Wallace worked for several years as a senior trial attorney at the United States Department of Justice. He served as a professor at Howard University and the University of Baltimore before joining the faculty at American University’s Washington College of Law. He also served as director of the university’s dual JD/MBA program. 

体育投注Wallace was inducted into the Tennessee Sports Hall of Fame in 2003, and the following year his basketball jersey was retired by Vanderbilt.
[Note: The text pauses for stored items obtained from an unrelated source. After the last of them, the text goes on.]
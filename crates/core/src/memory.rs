//! In-memory backend.
//!
//! Mirrors the Redis key-space with plain collections behind a single
//! mutex, so every trait method is one critical section and therefore as
//! atomic as its Redis counterpart. Useful for tests and single-process
//! deployments.

use async_trait::async_trait;
use std::collections::{BTreeSet, HashMap};
use std::sync::Arc;
use std::time::Duration;
use tokio::sync::Mutex;

use crate::backend::Backend;
use crate::config::retention_millis;
use crate::error::Result;
use crate::item::{fields, now_millis, Item, Outcome};
use crate::keys::{QueueKeys, QueueSet};

/// Sorted set ordered by (score, member), like a Redis ZSET.
#[derive(Debug, Default)]
struct SortedSet {
    scores: HashMap<String, i64>,
    ordered: BTreeSet<(i64, String)>,
}

impl SortedSet {
    fn insert(&mut self, member: &str, score: i64) {
        if let Some(old) = self.scores.insert(member.to_string(), score) {
            self.ordered.remove(&(old, member.to_string()));
        }
        self.ordered.insert((score, member.to_string()));
    }

    fn remove(&mut self, member: &str) -> bool {
        match self.scores.remove(member) {
            Some(score) => {
                self.ordered.remove(&(score, member.to_string()));
                true
            }
            None => false,
        }
    }

    fn first(&self) -> Option<&str> {
        self.ordered.iter().next().map(|(_, member)| member.as_str())
    }

    fn range_to(&self, max: i64) -> Vec<String> {
        self.ordered
            .iter()
            .take_while(|(score, _)| *score <= max)
            .map(|(_, member)| member.clone())
            .collect()
    }

    fn len(&self) -> usize {
        self.scores.len()
    }

    fn score(&self, member: &str) -> Option<i64> {
        self.scores.get(member).copied()
    }
}

#[derive(Debug)]
struct Record {
    fields: HashMap<String, String>,
    /// Eviction deadline in ms; `None` means persistent.
    expires_at: Option<i64>,
}

#[derive(Debug, Default)]
struct State {
    sets: HashMap<String, SortedSet>,
    records: HashMap<String, Record>,
}

impl State {
    fn set_mut(&mut self, key: String) -> &mut SortedSet {
        self.sets.entry(key).or_default()
    }

    fn remove_member(&mut self, key: &str, member: &str) -> bool {
        self.sets
            .get_mut(key)
            .map(|set| set.remove(member))
            .unwrap_or(false)
    }

    /// Look up a record, evicting it first if its TTL has run out.
    fn record_mut(&mut self, key: &str) -> Option<&mut Record> {
        let expired = matches!(
            self.records.get(key),
            Some(Record { expires_at: Some(at), .. }) if *at <= now_millis()
        );
        if expired {
            self.records.remove(key);
        }
        self.records.get_mut(key)
    }
}

fn expiry(retention: Duration) -> Option<i64> {
    Some(now_millis().saturating_add(retention_millis(retention)))
}

/// In-memory backend for queue storage.
#[derive(Clone, Default)]
pub struct MemoryBackend {
    state: Arc<Mutex<State>>,
}

impl MemoryBackend {
    /// Create an empty backend.
    pub fn new() -> Self {
        Self::default()
    }

    /// Overwrite an item record with raw fields, bypassing encoding.
    #[cfg(test)]
    pub(crate) async fn write_raw_record(
        &self,
        queue: &str,
        id: &str,
        record: HashMap<String, String>,
    ) {
        let key = QueueKeys::new(queue).item(id);
        self.state.lock().await.records.insert(
            key,
            Record {
                fields: record,
                expires_at: None,
            },
        );
    }
}

#[async_trait]
impl Backend for MemoryBackend {
    async fn insert_item(&self, item: &Item) -> Result<()> {
        let keys = QueueKeys::new(item.queue.as_str());
        let fields = item
            .to_fields()?
            .into_iter()
            .map(|(name, value)| (name.to_string(), value))
            .collect();

        let mut state = self.state.lock().await;
        state.records.insert(
            keys.item(item.id.as_str()),
            Record {
                fields,
                expires_at: None,
            },
        );
        state
            .set_mut(keys.pending())
            .insert(item.id.as_str(), item.created);
        Ok(())
    }

    async fn load_item(&self, queue: &str, id: &str) -> Result<Option<HashMap<String, String>>> {
        let key = QueueKeys::new(queue).item(id);
        let mut state = self.state.lock().await;
        Ok(state.record_mut(&key).map(|record| record.fields.clone()))
    }

    async fn increment_attempts(&self, queue: &str, id: &str) -> Result<Option<i64>> {
        let key = QueueKeys::new(queue).item(id);
        let mut state = self.state.lock().await;
        let Some(record) = state.record_mut(&key) else {
            return Ok(None);
        };

        let attempts = record
            .fields
            .get(fields::ATTEMPTS)
            .and_then(|v| v.parse::<i64>().ok())
            .unwrap_or(0)
            + 1;
        record
            .fields
            .insert(fields::ATTEMPTS.to_string(), attempts.to_string());
        Ok(Some(attempts))
    }

    async fn destroy(&self, queue: &str, id: &str) -> Result<()> {
        let keys = QueueKeys::new(queue);
        let mut state = self.state.lock().await;
        for set in QueueSet::ALL {
            state.remove_member(&keys.set(set), id);
        }
        state.records.remove(&keys.item(id));
        Ok(())
    }

    async fn claim_next(&self, queue: &str, now: i64) -> Result<Option<String>> {
        let keys = QueueKeys::new(queue);
        let mut state = self.state.lock().await;

        let pending = keys.pending();
        let Some(id) = state
            .sets
            .get(&pending)
            .and_then(|set| set.first())
            .map(str::to_string)
        else {
            return Ok(None);
        };

        state.remove_member(&pending, &id);
        state.set_mut(keys.processing()).insert(&id, now);
        Ok(Some(id))
    }

    async fn claim(&self, queue: &str, id: &str, now: i64) -> Result<bool> {
        let keys = QueueKeys::new(queue);
        let mut state = self.state.lock().await;

        if !state.remove_member(&keys.pending(), id) {
            return Ok(false);
        }
        state.set_mut(keys.processing()).insert(id, now);
        Ok(true)
    }

    async fn complete_success(
        &self,
        queue: &str,
        id: &str,
        now: i64,
        retention: Duration,
    ) -> Result<bool> {
        let keys = QueueKeys::new(queue);
        let mut state = self.state.lock().await;

        if !state.remove_member(&keys.processing(), id) {
            return Ok(false);
        }
        if let Some(record) = state.record_mut(&keys.item(id)) {
            record.fields.insert(
                fields::OUTCOME.to_string(),
                Outcome::Success.as_str().to_string(),
            );
            record.expires_at = expiry(retention);
        }
        state.set_mut(keys.success()).insert(id, now);
        Ok(true)
    }

    async fn complete_failure(
        &self,
        queue: &str,
        id: &str,
        now: i64,
        message: &str,
        retention: Duration,
    ) -> Result<bool> {
        let keys = QueueKeys::new(queue);
        let mut state = self.state.lock().await;

        if !state.remove_member(&keys.processing(), id) {
            return Ok(false);
        }
        state.set_mut(keys.error()).insert(id, now);
        if let Some(record) = state.record_mut(&keys.item(id)) {
            let mut errors: Vec<String> = record
                .fields
                .get(fields::ERRORS)
                .and_then(|raw| serde_json::from_str(raw).ok())
                .unwrap_or_default();
            errors.push(message.to_string());

            record
                .fields
                .insert(fields::ERRORS.to_string(), serde_json::to_string(&errors)?);
            record.fields.insert(
                fields::OUTCOME.to_string(),
                Outcome::Error.as_str().to_string(),
            );
            record.expires_at = expiry(retention);
        }
        Ok(true)
    }

    async fn requeue_processing(&self, queue: &str, id: &str, now: i64) -> Result<bool> {
        let keys = QueueKeys::new(queue);
        let mut state = self.state.lock().await;

        if !state.remove_member(&keys.processing(), id) {
            return Ok(false);
        }
        state.set_mut(keys.pending()).insert(id, now);
        Ok(true)
    }

    async fn retry_failed(&self, queue: &str, id: &str, now: i64) -> Result<bool> {
        let keys = QueueKeys::new(queue);
        let mut state = self.state.lock().await;

        if !state.remove_member(&keys.error(), id) {
            return Ok(false);
        }
        state.set_mut(keys.pending()).insert(id, now);
        if let Some(record) = state.record_mut(&keys.item(id)) {
            record.expires_at = None;
            record.fields.insert(
                fields::OUTCOME.to_string(),
                Outcome::Pending.as_str().to_string(),
            );
        }
        Ok(true)
    }

    async fn set_len(&self, queue: &str, set: QueueSet) -> Result<usize> {
        let key = QueueKeys::new(queue).set(set);
        let state = self.state.lock().await;
        Ok(state.sets.get(&key).map(SortedSet::len).unwrap_or(0))
    }

    async fn range_to(&self, queue: &str, set: QueueSet, max: i64) -> Result<Vec<String>> {
        let key = QueueKeys::new(queue).set(set);
        let state = self.state.lock().await;
        Ok(state
            .sets
            .get(&key)
            .map(|s| s.range_to(max))
            .unwrap_or_default())
    }

    async fn remove_to(&self, queue: &str, set: QueueSet, max: i64) -> Result<usize> {
        let key = QueueKeys::new(queue).set(set);
        let mut state = self.state.lock().await;
        let Some(sorted) = state.sets.get_mut(&key) else {
            return Ok(0);
        };

        let doomed = sorted.range_to(max);
        for member in &doomed {
            sorted.remove(member);
        }
        Ok(doomed.len())
    }

    async fn score(&self, queue: &str, set: QueueSet, id: &str) -> Result<Option<i64>> {
        let key = QueueKeys::new(queue).set(set);
        let state = self.state.lock().await;
        Ok(state.sets.get(&key).and_then(|s| s.score(id)))
    }
}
He was later inducted into Vanderbilt’s inaugural Athletic Hall of Fame in 2008 and was also named an SEC Living Legend and to the Silver Anniversary All-America team by the National Association of Basketball Coaches. 

体育投注 In 2016 Vanderbilt Athletics honored Wallace and other Civil Rights-era pioneers during the university’s inaugural Equality Weekend. 

体育投注Wallace succumbed to cancer and died at the age of 69 in 2017. 

体育投注“We are deeply saddened by the passing of Perry Wallace, who through quiet strength and courage blazed a trail that still serves as a lesson in resilience and perseverance in the face of incredible obstacles,” former Vanderbilt Chancellor Nicholas S. Zeppos said.

体育投注Former Nashville Mayor Megan Barry said at the time: “Perry Wallace competed on the court the same way he lived his life: With an extremely rare blend of courage, strength, skill and grace under fire. We will miss this truly amazing man.” 

Vanderbilt honored Wallace on Feb. 22 by renaming a stretch of 25th Avenue South that runs alongside Memorial Gymnasium, where Wallace made history, and the School of Engineering, where he studied and earned his degree.  

Now, whenever you drive down 25th Avenue South, you will be traveling on Perry Wallace Way. 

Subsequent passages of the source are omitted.